▶ [Exercise directions]: Repeat exactly the lines that run from the one containing "Some(session) if session.epoch" to the end of the data, and leave out all others.

Stored data entries:

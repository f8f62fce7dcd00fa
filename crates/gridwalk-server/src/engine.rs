//! The walk engine: a long-lived worker that advances the active simulation.
//!
//! The engine idles until a session enters the simulating phase, then runs
//! the requested replications one step at a time. Every step is computed
//! under the session lock, but the STATE frame is sent outside it so a slow
//! client cannot stall the control path. The epoch captured when the run
//! begins guards every access: if the session is replaced or torn down
//! mid-run, the engine aborts without emitting DONE.

use std::sync::atomic::Ordering;
use std::sync::Arc;
use std::time::Duration;

use tokio::net::tcp::OwnedWriteHalf;
use tokio::sync::Mutex;
use tracing::{debug, info, warn};

use gridwalk_core::domain::walk::sample_direction;
use gridwalk_core::{send_message, SimulationParameters, StateUpdate, WalkMessage, WalkState};

use crate::session::{ServerState, SessionPhase};

/// Upper bound on how long the idle engine waits before re-checking for a
/// run. A wakeup lost between the check and the wait costs at most this much.
const IDLE_POLL: Duration = Duration::from_millis(100);

type SharedWriter = Arc<Mutex<OwnedWriteHalf>>;

/// Runs the walk engine until server shutdown.
pub async fn run_engine(state: Arc<ServerState>) {
    loop {
        if !state.running.load(Ordering::Relaxed) {
            debug!("walk engine stopping");
            return;
        }

        let simulating = {
            let guard = state.session.lock().await;
            matches!(
                guard.as_ref(),
                Some(s) if s.phase == SessionPhase::Simulating
            )
        };
        if !simulating {
            let _ = tokio::time::timeout(IDLE_POLL, state.sim_wakeup.notified()).await;
            continue;
        }

        run_simulation(&state).await;
    }
}

/// Executes one full run (all replications) for the currently active session.
async fn run_simulation(state: &ServerState) {
    let Some((epoch, params)) = snapshot_run(state).await else {
        return;
    };

    for rep in 1..=params.reps {
        if !begin_replication(state, epoch, rep).await {
            return;
        }

        loop {
            let Some((writer, update, rep_finished)) = advance_step(state, epoch, &params).await
            else {
                return;
            };

            if !stream_state(state, epoch, &writer, update).await {
                return;
            }
            if rep_finished {
                break;
            }
            tokio::time::sleep(state.step_delay).await;
        }
    }

    finish_run(state, epoch).await;
}

/// Captures the run's epoch and parameters, or `None` if no run is active.
async fn snapshot_run(state: &ServerState) -> Option<(u64, SimulationParameters)> {
    let guard = state.session.lock().await;
    let session = guard.as_ref()?;
    if session.phase != SessionPhase::Simulating {
        return None;
    }
    let run = session.run.as_ref()?;
    Some((session.epoch, run.params))
}

/// Resets the walker for replication `rep`. Returns false if the run is gone.
async fn begin_replication(state: &ServerState, epoch: u64, rep: u32) -> bool {
    let mut guard = state.session.lock().await;
    let Some(session) = guard.as_mut() else {
        return false;
    };
    if session.epoch != epoch
        || session.phase != SessionPhase::Simulating
        || !state.running.load(Ordering::Relaxed)
    {
        return false;
    }
    let Some(run) = session.run.as_mut() else {
        return false;
    };
    run.walk = WalkState::begin(&run.params);
    run.rep = rep;
    true
}

/// Takes one walk step under the lock.
///
/// Samples a direction, moves with wraparound, and if the step ended the
/// replication (origin reached or step budget exhausted) records the outcome
/// into the aggregator. Returns the writer captured under the lock, the STATE
/// update to stream, and whether the replication is over; `None` means the
/// run was aborted (QUIT, disconnect, or replacement).
async fn advance_step(
    state: &ServerState,
    epoch: u64,
    params: &SimulationParameters,
) -> Option<(SharedWriter, StateUpdate, bool)> {
    let mut guard = state.session.lock().await;
    let session = guard.as_mut()?;
    if session.epoch != epoch
        || session.phase != SessionPhase::Simulating
        || !state.running.load(Ordering::Relaxed)
    {
        return None;
    }
    let run = session.run.as_mut()?;

    let draw = run.rng.draw_percent();
    let dir = sample_direction(params, draw);
    run.walk.advance(dir, params);

    let update = StateUpdate {
        x: run.walk.x,
        y: run.walk.y,
        step: run.walk.step,
        rep: run.rep,
        reps_total: params.reps,
    };

    let success = run.walk.at_origin();
    let rep_finished = success || run.walk.step >= params.k_max;
    if rep_finished {
        run.results.record(run.walk.step, success);
    }

    Some((Arc::clone(&session.writer), update, rep_finished))
}

/// Sends one STATE frame outside the lock. Returns false on transport
/// failure, in which case the session is torn down.
async fn stream_state(
    state: &ServerState,
    epoch: u64,
    writer: &SharedWriter,
    update: StateUpdate,
) -> bool {
    let mut w = writer.lock().await;
    if let Err(e) = send_message(&mut *w, &WalkMessage::State(update)).await {
        warn!("failed to stream STATE: {e}; dropping session");
        drop(w);
        state.clear_session(epoch).await;
        return false;
    }
    true
}

/// Emits DONE, logs the run summary, and returns the session to idle.
async fn finish_run(state: &ServerState, epoch: u64) {
    let finished = {
        let mut guard = state.session.lock().await;
        match guard.as_mut() {
            Some(session) if session.epoch == epoch => {
                session.phase = SessionPhase::Idle;
                session
                    .run
                    .take()
                    .map(|run| (Arc::clone(&session.writer), run.results.report()))
            }
            _ => None,
        }
    };

    let Some((writer, summary)) = finished else {
        return;
    };
    info!("run complete\n{summary}");

    let mut w = writer.lock().await;
    if let Err(e) = send_message(&mut *w, &WalkMessage::Done).await {
        warn!("failed to send DONE: {e}; dropping session");
        drop(w);
        state.clear_session(epoch).await;
    }
}

// ── Tests ─────────────────────────────────────────────────────────────────────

▶ [Exercise solution]:
            Some(session) if session.epoch == epoch => {
                session.phase = SessionPhase::Idle;
                session
                    .run
                    .take()
                    .map(|run| (Arc::clone(&session.writer), run.results.report()))
            }
            _ => None,
        }
    };

    let Some((writer, summary)) = finished else {
        return;
    };
    info!("run complete\n{summary}");

    let mut w = writer.lock().await;
    if let Err(e) = send_message(&mut *w, &WalkMessage::Done).await {
        warn!("failed to send DONE: {e}; dropping session");
        drop(w);
        state.clear_session(epoch).await;
    }
}

// ── Tests ─────────────────────────────────────────────────────────────────────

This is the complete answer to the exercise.